*ACTIVITY*
Which of the lines below hold "completion"? Please return each one.

____ PROVIDED MATERIAL

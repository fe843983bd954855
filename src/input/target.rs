//! Target date-time input.

use chrono::{DateTime, Days, Local, LocalResult, NaiveDate, NaiveDateTime, NaiveTime, TimeZone, Utc};

use super::error::ParseError;

const DATE_TIME_FORMATS: [&str; 4] = [
    "%Y-%m-%dT%H:%M:%S",
    "%Y-%m-%dT%H:%M",
    "%Y-%m-%d %H:%M:%S",
    "%Y-%m-%d %H:%M",
];

const TIME_FORMATS: [&str; 2] = ["%H:%M:%S", "%H:%M"];

/// Parses a target date-time in the local time zone.
///
/// See [`parse_target_in`] for the accepted forms.
pub fn parse_target(input: &str, now: DateTime<Utc>) -> Result<DateTime<Utc>, ParseError> {
    parse_target_in(input, now, &Local)
}

/// Parses a target date-time, reading zone-less forms in `tz`.
///
/// Accepted forms:
/// - RFC 3339 with an explicit offset: `2026-12-31T23:59:00+09:00`
/// - date and time: `2026-12-31T23:59`, `2026-12-31 23:59:30`
/// - date only (midnight): `2026-12-31`
/// - time only: `18:00` (today, or tomorrow once that time has passed)
///
/// Whether the result lies in the future is not checked here.
pub fn parse_target_in<Tz: TimeZone>(
    input: &str,
    now: DateTime<Utc>,
    tz: &Tz,
) -> Result<DateTime<Utc>, ParseError> {
    let text = input.trim();
    let invalid = || ParseError::InvalidTarget(input.to_string());

    if let Ok(dt) = DateTime::parse_from_rfc3339(text) {
        return Ok(dt.with_timezone(&Utc));
    }

    if let Some(naive) = DATE_TIME_FORMATS
        .iter()
        .find_map(|fmt| NaiveDateTime::parse_from_str(text, fmt).ok())
    {
        return localize(tz, &naive).ok_or_else(invalid);
    }

    if let Ok(date) = NaiveDate::parse_from_str(text, "%Y-%m-%d") {
        return date
            .and_hms_opt(0, 0, 0)
            .and_then(|midnight| localize(tz, &midnight))
            .ok_or_else(invalid);
    }

    if let Some(time) = TIME_FORMATS
        .iter()
        .find_map(|fmt| NaiveTime::parse_from_str(text, fmt).ok())
    {
        let today = now.with_timezone(tz).date_naive();
        let candidate = localize(tz, &today.and_time(time)).ok_or_else(invalid)?;
        if candidate > now {
            return Ok(candidate);
        }
        let tomorrow = today.checked_add_days(Days::new(1)).ok_or_else(invalid)?;
        return localize(tz, &tomorrow.and_time(time)).ok_or_else(invalid);
    }

    Err(invalid())
}

/// Maps a wall-clock time in `tz` to UTC.
///
/// Times repeated by a DST fall-back resolve to the earlier instant; times
/// skipped by a spring-forward do not exist.
fn localize<Tz: TimeZone>(tz: &Tz, naive: &NaiveDateTime) -> Option<DateTime<Utc>> {
    match tz.from_local_datetime(naive) {
        LocalResult::Single(dt) => Some(dt.with_timezone(&Utc)),
        LocalResult::Ambiguous(first, second) => {
            Some(first.with_timezone(&Utc).min(second.with_timezone(&Utc)))
        }
        LocalResult::None => None,
    }
}

// ============================================================================
// Tests
// ============================================================================
//! Sound playback for the completion notification.
//!
//! This module provides:
//!
//! - A synthesized completion beep (800 Hz, half a second)
//! - Playback of a user-supplied sound file, falling back to the beep
//! - Non-blocking playback with an explicit wait before exit
//! - Graceful degradation when audio is unavailable
//!
//! # Architecture
//!
//! ```text
//! ┌──────────────────┐
//! │   SoundPlayer    │ ← Main interface
//! └────────┬─────────┘
//!          │
//!          ▼
//! ┌──────────────────┐     ┌──────────────────┐
//! │   SoundSource    │────▶│  File (--sound-  │
//! │                  │     │  file)           │
//! │                  │     ├──────────────────┤
//! │                  │────▶│  Beep (SineWave) │
//! └──────────────────┘     │  (fallback)      │
//!                          └──────────────────┘
//! ```
//!
//! # Usage
//!
//! ```rust,no_run
//! use countdown::sound::{RodioSoundPlayer, SoundSource};
//!
//! // Create a player (may fail if no audio device)
//! let player = RodioSoundPlayer::new().expect("audio init");
//!
//! player.play(&SoundSource::beep()).expect("playback failed");
//! player.wait_until_done();
//! ```

mod error;
mod player;
mod source;

pub use error::SoundError;
pub use player::{try_create_player, RodioSoundPlayer};
pub use source::{SoundSource, DEFAULT_BEEP_DURATION, DEFAULT_BEEP_FREQUENCY_HZ};

/// Trait for sound playback implementations.
///
/// This trait abstracts the sound playback functionality, allowing for
/// different implementations (e.g., rodio-based, mock for testing).
pub trait SoundPlayer {
    /// Plays a sound from the given source.
    ///
    /// This method should be non-blocking; the sound plays in the background.
    ///
    /// # Errors
    ///
    /// Returns an error if playback fails.
    fn play(&self, source: &SoundSource) -> Result<(), SoundError>;

    /// Blocks until sounds started by `play` have finished.
    fn wait_until_done(&self) {}

    /// Returns true if the audio system is available.
    fn is_available(&self) -> bool;
}

impl SoundPlayer for RodioSoundPlayer {
    fn play(&self, source: &SoundSource) -> Result<(), SoundError> {
        RodioSoundPlayer::play(self, source)
    }

    fn wait_until_done(&self) {
        RodioSoundPlayer::wait_until_done(self)
    }

    fn is_available(&self) -> bool {
        RodioSoundPlayer::is_available(self)
    }
}

/// Mock sound player for testing.
#[derive(Debug, Default)]
pub struct MockSoundPlayer {
    play_calls: std::sync::Mutex<Vec<SoundSource>>,
    wait_calls: std::sync::atomic::AtomicUsize,
    available: std::sync::atomic::AtomicBool,
    should_fail: std::sync::atomic::AtomicBool,
}

impl MockSoundPlayer {
    #[must_use]
    pub fn new() -> Self {
        Self {
            play_calls: std::sync::Mutex::new(Vec::new()),
            wait_calls: std::sync::atomic::AtomicUsize::new(0),
            available: std::sync::atomic::AtomicBool::new(true),
            should_fail: std::sync::atomic::AtomicBool::new(false),
        }
    }

    pub fn set_available(&self, available: bool) {
        self.available
            .store(available, std::sync::atomic::Ordering::SeqCst);
    }

    pub fn set_should_fail(&self, should_fail: bool) {
        self.should_fail
            .store(should_fail, std::sync::atomic::Ordering::SeqCst);
    }

    #[must_use]
    pub fn play_count(&self) -> usize {
        self.play_calls.lock().unwrap().len()
    }

    #[must_use]
    pub fn get_play_calls(&self) -> Vec<SoundSource> {
        self.play_calls.lock().unwrap().clone()
    }

    #[must_use]
    pub fn wait_count(&self) -> usize {
        self.wait_calls.load(std::sync::atomic::Ordering::SeqCst)
    }
}

impl SoundPlayer for MockSoundPlayer {
    fn play(&self, source: &SoundSource) -> Result<(), SoundError> {
        if self.should_fail.load(std::sync::atomic::Ordering::SeqCst) {
            return Err(SoundError::PlaybackError("Mock failure".to_string()));
        }
        self.play_calls.lock().unwrap().push(source.clone());
        Ok(())
    }

    fn wait_until_done(&self) {
        self.wait_calls
            .fetch_add(1, std::sync::atomic::Ordering::SeqCst);
    }

    fn is_available(&self) -> bool {
        self.available.load(std::sync::atomic::Ordering::SeqCst)
    }
}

________

*OUTPUT OF THE TASK*
//! Sound playback for the completion notification.
//! - A synthesized completion beep (800 Hz, half a second)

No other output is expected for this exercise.